RECORDS PROVIDED Start Marker

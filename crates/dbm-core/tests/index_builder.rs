//! Golden tests for the index builder.

use dbm_core::dialect::{Dialect, MsSql, MySql, Postgres, Sqlite};
use dbm_core::schema::{Index, SchemaOp};
use dbm_core::DdlError;

fn index(columns: &[&str]) -> Index {
    Index::create("table", "index", columns.iter().copied())
}

#[test]
fn test_create_index() {
    assert_eq!(
        MySql.build_index(&index(&["column1"])).unwrap(),
        "CREATE INDEX `index` ON `table` (`column1`);"
    );
}

#[test]
fn test_create_unique_index() {
    let mut idx = index(&["column1"]);
    idx.unique();
    assert_eq!(
        MySql.build_index(&idx).unwrap(),
        "CREATE UNIQUE INDEX `index` ON `table` (`column1`);"
    );
}

#[test]
fn test_create_index_multiple_columns() {
    assert_eq!(
        MySql.build_index(&index(&["column1", "column2"])).unwrap(),
        "CREATE INDEX `index` ON `table` (`column1`, `column2`);"
    );
}

#[test]
fn test_create_index_if_not_exists_with_options() {
    let mut idx = index(&["column1"]);
    idx.optional();
    assert_eq!(
        MySql.build_index(&idx).unwrap(),
        "CREATE INDEX IF NOT EXISTS `index` ON `table` (`column1`);"
    );

    idx.options("COMMENT 'comment'");
    assert_eq!(
        MySql.build_index(&idx).unwrap(),
        "CREATE INDEX IF NOT EXISTS `index` ON `table` (`column1`) COMMENT 'comment';"
    );
}

#[test]
fn test_drop_index_on_table_is_dialect_capability() {
    let mut idx = Index::drop("table", "index");
    assert_eq!(
        MySql.build_index(&idx).unwrap(),
        "DROP INDEX `index` ON `table`;"
    );
    assert_eq!(
        Postgres.build_index(&idx).unwrap(),
        r#"DROP INDEX "index";"#
    );
    assert_eq!(Sqlite.build_index(&idx).unwrap(), r#"DROP INDEX "index";"#);
    assert_eq!(
        MsSql.build_index(&idx).unwrap(),
        "DROP INDEX [index] ON [table];"
    );

    idx.optional();
    assert_eq!(
        MySql.build_index(&idx).unwrap(),
        "DROP INDEX IF EXISTS `index` ON `table`;"
    );
    assert_eq!(
        Postgres.build_index(&idx).unwrap(),
        r#"DROP INDEX IF EXISTS "index";"#
    );
}

#[test]
fn test_rename_index_fails() {
    let mut idx = index(&["column1"]);
    idx.op = SchemaOp::Rename;

    assert_eq!(
        Postgres.build_index(&idx),
        Err(DdlError::UnsupportedOperation {
            object: "index `index`".to_string(),
            op: SchemaOp::Rename,
        })
    );
}
//! Changesets and the authoring surface that collects them.

use std::fmt;
use std::sync::Arc;

use dbm_core::schema::{Index, Table};
use dbm_core::Dialect;
use futures::future::BoxFuture;

use crate::database::Executor;
use crate::error::Result;

/// An executable changeset body.
pub type RunFn =
    dyn for<'a> Fn(&'a mut dyn Executor) -> BoxFuture<'a, Result<()>> + Send + Sync;

/// One unit of schema or data change.
#[derive(Clone)]
pub enum Changeset {
    /// A table create/alter/rename/drop.
    Table(Table),
    /// An index create/drop.
    Index(Index),
    /// SQL executed verbatim.
    Raw(String),
    /// A callback run against the database; may do anything, not only DDL.
    Run(Arc<RunFn>),
}

impl Changeset {
    /// Renders the changeset as SQL. Callbacks have no SQL form.
    ///
    /// # Errors
    ///
    /// Propagates DDL rendering errors.
    pub fn render(&self, dialect: &dyn Dialect) -> dbm_core::Result<Option<String>> {
        match self {
            Self::Table(table) => dialect.build_table(table).map(Some),
            Self::Index(index) => dialect.build_index(index).map(Some),
            Self::Raw(sql) => Ok(Some(sql.clone())),
            Self::Run(_) => Ok(None),
        }
    }
}

impl fmt::Debug for Changeset {
    fn fmt(&self, f: &mut fmt::Formatter<'_>) -> fmt::Result {
        match self {
            Self::Table(table) => f.debug_tuple("Table").field(table).finish(),
            Self::Index(index) => f.debug_tuple("Index").field(index).finish(),
            Self::Raw(sql) => f.debug_tuple("Raw").field(sql).finish(),
            Self::Run(_) => f.write_str("Run(..)"),
        }
    }
}

impl From<Table> for Changeset {
    fn from(table: Table) -> Self {
        Self::Table(table)
    }
}

impl From<Index> for Changeset {
    fn from(index: Index) -> Self {
        Self::Index(index)
    }
}

/// Collects the changesets of one migration direction.
///
/// ```rust
/// use dbm_migrate::changeset::Schema;
///
/// let mut schema = Schema::default();
/// schema.create_table("todos", |t| {
///     t.id("id");
///     t.string("title").required();
/// });
/// schema.create_index("todos", "todos_title", ["title"]);
/// assert_eq!(schema.changesets().len(), 2);
/// ```
#[derive(Debug, Clone, Default)]
pub struct Schema {
    changesets: Vec<Changeset>,
}

impl Schema {
    /// Creates an empty collector.
    #[must_use]
    pub fn new() -> Self {
        Self::default()
    }

    /// Queues a CREATE TABLE.
    pub fn create_table(&mut self, name: &str, define: impl FnOnce(&mut Table)) {
        let mut table = Table::create(name);
        define(&mut table);
        self.push(table);
    }

    /// Queues a CREATE TABLE IF NOT EXISTS.
    pub fn create_table_if_not_exists(&mut self, name: &str, define: impl FnOnce(&mut Table)) {
        let mut table = Table::create(name);
        table.optional();
        define(&mut table);
        self.push(table);
    }

    /// Queues an ALTER TABLE.
    pub fn alter_table(&mut self, name: &str, define: impl FnOnce(&mut Table)) {
        let mut table = Table::alter(name);
        define(&mut table);
        self.push(table);
    }

    /// Queues a table rename.
    pub fn rename_table(&mut self, name: &str, new_name: &str) {
        self.push(Table::rename(name, new_name));
    }

    /// Queues a DROP TABLE.
    pub fn drop_table(&mut self, name: &str) {
        self.push(Table::drop(name));
    }

    /// Queues a DROP TABLE IF EXISTS.
    pub fn drop_table_if_exists(&mut self, name: &str) {
        let mut table = Table::drop(name);
        table.optional();
        self.push(table);
    }

    /// Queues a CREATE INDEX and returns it for further options.
    pub fn create_index<I, S>(&mut self, table: &str, name: &str, columns: I) -> &mut Index
    where
        I: IntoIterator<Item = S>,
        S: Into<String>,
    {
        self.push_index(Index::create(table, name, columns))
    }

    /// Queues a CREATE UNIQUE INDEX and returns it for further options.
    pub fn create_unique_index<I, S>(&mut self, table: &str, name: &str, columns: I) -> &mut Index
    where
        I: IntoIterator<Item = S>,
        S: Into<String>,
    {
        let index = self.create_index(table, name, columns);
        index.unique();
        index
    }

    /// Queues a DROP INDEX and returns it for further options.
    pub fn drop_index(&mut self, table: &str, name: &str) -> &mut Index {
        self.push_index(Index::drop(table, name))
    }

    /// Queues SQL executed verbatim.
    pub fn exec(&mut self, sql: impl Into<String>) {
        self.changesets.push(Changeset::Raw(sql.into()));
    }

    /// Queues a callback run against the database.
    ///
    /// The callback shares the step's transaction, if any. Values should be
    /// bound rather than formatted into the SQL.
    ///
    /// ```rust
    /// use dbm_migrate::changeset::Schema;
    /// use dbm_migrate::database::Executor;
    /// use dbm_migrate::value::Value;
    ///
    /// let mut schema = Schema::new();
    /// schema.run(|db| {
    ///     Box::pin(async move {
    ///         for row in db.fetch_all("SELECT id FROM todos", &[]).await? {
    ///             db.execute_with("UPDATE todos SET title = ? WHERE id = ?", &[
    ///                 Value::from("seed"),
    ///                 row[0].clone(),
    ///             ])
    ///             .await?;
    ///         }
    ///         Ok(())
    ///     })
    /// });
    /// ```
    pub fn run<F>(&mut self, f: F)
    where
        F: for<'a> Fn(&'a mut dyn Executor) -> BoxFuture<'a, Result<()>> + Send + Sync + 'static,
    {
        self.changesets.push(Changeset::Run(Arc::new(f)));
    }

    /// Queues an already built changeset.
    pub fn push(&mut self, changeset: impl Into<Changeset>) {
        self.changesets.push(changeset.into());
    }

    /// The queued changesets, in declaration order.
    #[must_use]
    pub fn changesets(&self) -> &[Changeset] {
        &self.changesets
    }

    /// Consumes the collector.
    #[must_use]
    pub fn into_changesets(self) -> Vec<Changeset> {
        self.changesets
    }

    fn push_index(&mut self, index: Index) -> &mut Index {
        self.changesets.push(Changeset::Index(index));
        match self.changesets.last_mut() {
            Some(Changeset::Index(index)) => index,
            _ => unreachable!("an index was just pushed"),
        }
    }
}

RECORDS PROVIDED End Marker

Looking at the data, how many lines hold the string "FnOnce"? Reply with the number alone.

▶ **ANSWER SECTION**: 3